== Problem requirements ==
Your response should be every line from the entries that includes the string "their".

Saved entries
//! Parsed email record: headers plus body lines.

use std::collections::BTreeMap;

use chrono::{DateTime, Utc};

use crate::parser::header;

/// Headers rendered first, in this order, by [`EmailRecord::to_text`].
const CANONICAL_ORDER: [&str; 5] = ["from", "to", "subject", "date", "cc"];

/// One email message as parsed from a text file, a thread segment or a Gmail export.
///
/// Built once by a parser and never modified afterwards; the indexing
/// pipeline turns it into an [`IndexedDocument`](super::document::IndexedDocument).
#[derive(Debug, Clone, PartialEq, Eq, serde::Serialize, serde::Deserialize)]
pub struct EmailRecord {
    headers: BTreeMap<String, String>,
    body: Vec<String>,
    source_identifier: String,
}

impl EmailRecord {
    /// Build a record. Header names are lower-cased; on collision the later value wins.
    pub fn new(
        headers: impl IntoIterator<Item = (String, String)>,
        body: Vec<String>,
        source_identifier: impl Into<String>,
    ) -> Self {
        let headers = headers
            .into_iter()
            .map(|(k, v)| (k.trim().to_lowercase(), v))
            .collect();
        Self {
            headers,
            body,
            source_identifier: source_identifier.into(),
        }
    }

    /// All headers, keyed by lower-case name.
    pub fn headers(&self) -> &BTreeMap<String, String> {
        &self.headers
    }

    /// Case-insensitive header lookup.
    pub fn header(&self, name: &str) -> Option<&str> {
        self.headers
            .get(&name.to_lowercase())
            .map(String::as_str)
    }

    /// Body lines, without the header block and its separating blank line.
    pub fn body(&self) -> &[String] {
        &self.body
    }

    /// Body joined with `\n`, surrounding whitespace trimmed.
    pub fn body_text(&self) -> String {
        self.body.join("\n").trim().to_string()
    }

    /// File name or label the record came from.
    pub fn source_identifier(&self) -> &str {
        &self.source_identifier
    }

    /// Raw `Date:` value, or `Sent:` for Outlook-style headers.
    pub fn date_raw(&self) -> Option<&str> {
        self.header("date").or_else(|| self.header("sent"))
    }

    /// Parsed message date, if the raw value is understood.
    pub fn parsed_date(&self) -> Option<DateTime<Utc>> {
        self.date_raw().and_then(header::parse_date)
    }

    /// Whether the record carries neither headers nor body text.
    pub fn is_empty(&self) -> bool {
        self.headers.is_empty() && self.body.iter().all(|l| l.trim().is_empty())
    }

    /// Render in the plain-text file format: headers, one blank line, body.
    pub fn to_text(&self) -> String {
        let mut out = String::new();
        for name in CANONICAL_ORDER {
            if let Some(value) = self.headers.get(name) {
                out.push_str(&format!("{}: {}\n", display_name(name), value));
            }
        }
        for (name, value) in &self.headers {
            if !CANONICAL_ORDER.contains(&name.as_str()) {
                out.push_str(&format!("{}: {}\n", display_name(name), value));
            }
        }
        out.push('\n');
        out.push_str(&self.body_text());
        out.push('\n');
        out
    }
}

/// `reply-to` → `Reply-To`, `cc` → `Cc`.
fn display_name(name: &str) -> String {
    name.split('-')
        .map(|part| {
            let mut chars = part.chars();
            match chars.next() {
                Some(first) => first.to_uppercase().chain(chars).collect(),
                None => String::new(),
            }
        })
        .collect::<Vec<String>>()
        .join("-")
}
//! Indexing pipeline: parse files, build documents, embed and store them.
//!
//! Failures are tolerated per record. A file that cannot be read or parsed,
//! or a document that fails to embed, is reported in
//! [`IndexingResult::errors`] and the batch carries on.

use std::path::{Path, PathBuf};

use tracing::{debug, info, warn};

use crate::error::{Result, TrailError};
use crate::model::document::IndexedDocument;
use crate::model::record::EmailRecord;
use crate::parser::email::{load_email_file, ParseMode};
use crate::parser::header::decode_text_bytes;
use crate::parser::splitter::ThreadSplitter;
use crate::parser::trail::DEFAULT_MARKER;
use crate::store::DocumentStore;

/// Files with this suffix are intermediate output and never indexed.
const PARSED_SUFFIX: &str = "-parsed.txt";

/// How records are turned into documents.
#[derive(Debug, Clone)]
pub struct IndexOptions {
    /// Reverse quote trails on this marker; `None` keeps bodies as written.
    pub reorder_marker: Option<String>,
    pub parse_mode: ParseMode,
    /// Treat each input file as a multi-message blob and split it.
    pub split: Option<ThreadSplitter>,
    /// Maximum subject characters in segment labels.
    pub label_max_len: usize,
}

impl Default for IndexOptions {
    fn default() -> Self {
        Self {
            reorder_marker: Some(DEFAULT_MARKER.to_string()),
            parse_mode: ParseMode::Lenient,
            split: None,
            label_max_len: 60,
        }
    }
}

/// One record that could not be indexed.
#[derive(Debug)]
pub struct IndexingError {
    pub source_id: String,
    pub error: TrailError,
}

/// Outcome of an indexing batch.
#[derive(Debug, Default)]
pub struct IndexingResult {
    /// Documents stored.
    pub count: usize,
    pub errors: Vec<IndexingError>,
}

/// Store one document per record, tagged with `thread`.
///
/// The store is flushed once at the end; a flush failure fails the whole call.
pub fn index_records<S: DocumentStore + ?Sized>(
    store: &mut S,
    records: &[EmailRecord],
    thread: Option<&str>,
    options: &IndexOptions,
    progress: Option<&dyn Fn(u64, u64)>,
) -> Result<IndexingResult> {
    let mut result = IndexingResult::default();
    let total = records.len() as u64;

    for (i, record) in records.iter().enumerate() {
        let document =
            IndexedDocument::from_record(record, thread, options.reorder_marker.as_deref());
        match store.upsert(document) {
            Ok(id) => {
                debug!(id, source = record.source_identifier(), "Indexed record");
                result.count += 1;
            }
            Err(error) => {
                warn!(source = record.source_identifier(), error = %error, "Failed to index record");
                result.errors.push(IndexingError {
                    source_id: record.source_identifier().to_string(),
                    error,
                });
            }
        }
        if let Some(cb) = progress {
            cb(i as u64 + 1, total);
        }
    }

    store.flush()?;
    info!(
        indexed = result.count,
        failed = result.errors.len(),
        thread = thread.unwrap_or("-"),
        "Indexing finished"
    );
    Ok(result)
}

/// Parse every file under `paths` and index the resulting records.
///
/// Directories contribute their `*.txt` files (not recursively, sorted by
/// name, skipping `*-parsed.txt`). With `options.split` set, each file is
/// split into segments, one record per segment.
pub fn index_paths<S: DocumentStore + ?Sized>(
    store: &mut S,
    paths: &[PathBuf],
    thread: Option<&str>,
    options: &IndexOptions,
    progress: Option<&dyn Fn(u64, u64)>,
) -> Result<IndexingResult> {
    let mut records = Vec::new();
    let mut errors = Vec::new();

    for file in collect_files(paths)? {
        let loaded = match &options.split {
            Some(splitter) => read_blob(&file)
                .map(|blob| segment_records(&blob, &file_stem(&file), splitter, options.label_max_len)),
            None => load_email_file(&file, options.parse_mode).map(|r| vec![r]),
        };
        match loaded {
            Ok(mut recs) => records.append(&mut recs),
            Err(error) => {
                warn!(path = %file.display(), error = %error, "Skipping unreadable file");
                errors.push(IndexingError {
                    source_id: file.display().to_string(),
                    error,
                });
            }
        }
    }

    let mut result = index_records(store, &records, thread, options, progress)?;
    errors.append(&mut result.errors);
    result.errors = errors;
    Ok(result)
}

/// Split a blob and convert each segment to a record.
///
/// Segments are labeled `{base}_part_{n}[_{subject}].txt`; when nothing
/// survives the length filter the whole blob becomes `{base}_full.txt`.
pub fn segment_records(
    blob: &str,
    base: &str,
    splitter: &ThreadSplitter,
    label_max_len: usize,
) -> Vec<EmailRecord> {
    let segments = splitter.split(blob);
    if segments.is_empty() {
        return splitter
            .split_or_whole(blob)
            .iter()
            .map(|seg| seg.to_record(format!("{base}_full.txt")))
            .collect();
    }
    segments
        .iter()
        .map(|seg| seg.to_record(format!("{}.txt", seg.label(base, label_max_len))))
        .collect()
}

/// Expand directories into their indexable text files.
pub fn collect_files(paths: &[PathBuf]) -> Result<Vec<PathBuf>> {
    let mut files = Vec::new();
    for path in paths {
        if path.is_dir() {
            let mut found: Vec<PathBuf> = std::fs::read_dir(path)
                .map_err(|e| TrailError::io(path, e))?
                .filter_map(|entry| entry.ok().map(|e| e.path()))
                .filter(|p| p.is_file() && is_indexable(p))
                .collect();
            found.sort();
            debug!(dir = %path.display(), files = found.len(), "Expanded directory");
            files.extend(found);
        } else {
            files.push(path.clone());
        }
    }
    Ok(files)
}

fn is_indexable(path: &Path) -> bool {
    let name = path
        .file_name()
        .map(|n| n.to_string_lossy().to_lowercase())
        .unwrap_or_default();
    name.ends_with(".txt") && !name.ends_with(PARSED_SUFFIX)
}

fn read_blob(path: &Path) -> Result<String> {
    let bytes = std::fs::read(path).map_err(|e| TrailError::io(path, e))?;
    Ok(decode_text_bytes(&bytes))
}

fn file_stem(path: &Path) -> String {
    path.file_stem()
        .map(|s| s.to_string_lossy().into_owned())
        .unwrap_or_else(|| "thread".to_string())
}
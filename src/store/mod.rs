//! Vector document store: embedding-backed similarity and MMR search with
//! metadata filtering, persisted to a single file.

pub mod file;
pub mod format;
pub mod mmr;
pub mod summary;

pub use file::FileStore;

use crate::error::Result;
use crate::model::document::{DocumentMetadata, IndexedDocument, MetadataKey};

/// Opaque identifier assigned on insertion.
pub type DocumentId = u64;

/// Equality filter on one metadata field.
#[derive(Debug, Clone, PartialEq, Eq)]
pub struct MetadataFilter {
    pub key: MetadataKey,
    pub value: String,
}

impl MetadataFilter {
    pub fn new(key: MetadataKey, value: impl Into<String>) -> Self {
        Self {
            key,
            value: value.into(),
        }
    }

    /// Restrict to one thread label.
    pub fn thread(value: impl Into<String>) -> Self {
        Self::new(MetadataKey::Thread, value)
    }

    /// Whether `metadata` carries exactly the filter value. Missing fields never match.
    pub fn matches(&self, metadata: &DocumentMetadata) -> bool {
        metadata.get(self.key) == Some(self.value.as_str())
    }
}

/// A store of embedded documents.
///
/// Searches take `&mut self` because implementations may cache query embeddings.
pub trait DocumentStore {
    /// Embed and insert a document. No deduplication: inserting the same
    /// document twice yields two entries.
    fn upsert(&mut self, document: IndexedDocument) -> Result<DocumentId>;

    /// The `k` documents most similar to `query`, best first.
    fn similarity_search(
        &mut self,
        query: &str,
        k: usize,
        filter: Option<&MetadataFilter>,
    ) -> Result<Vec<IndexedDocument>>;

    /// Up to `k` documents chosen by maximal marginal relevance among the
    /// `fetch_k` most similar ones.
    fn mmr_search(
        &mut self,
        query: &str,
        k: usize,
        fetch_k: usize,
        lambda: f32,
        filter: Option<&MetadataFilter>,
    ) -> Result<Vec<IndexedDocument>>;

    /// All stored documents in insertion order.
    fn documents(&self) -> Vec<&IndexedDocument>;

    fn len(&self) -> usize;

    fn is_empty(&self) -> bool {
        self.len() == 0
    }

    /// Persist pending changes.
    fn flush(&mut self) -> Result<()>;
}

== Answer for the task ==
/// Directories contribute their `*.txt` files (not recursively, sorted by
/// Expand directories into their indexable text files.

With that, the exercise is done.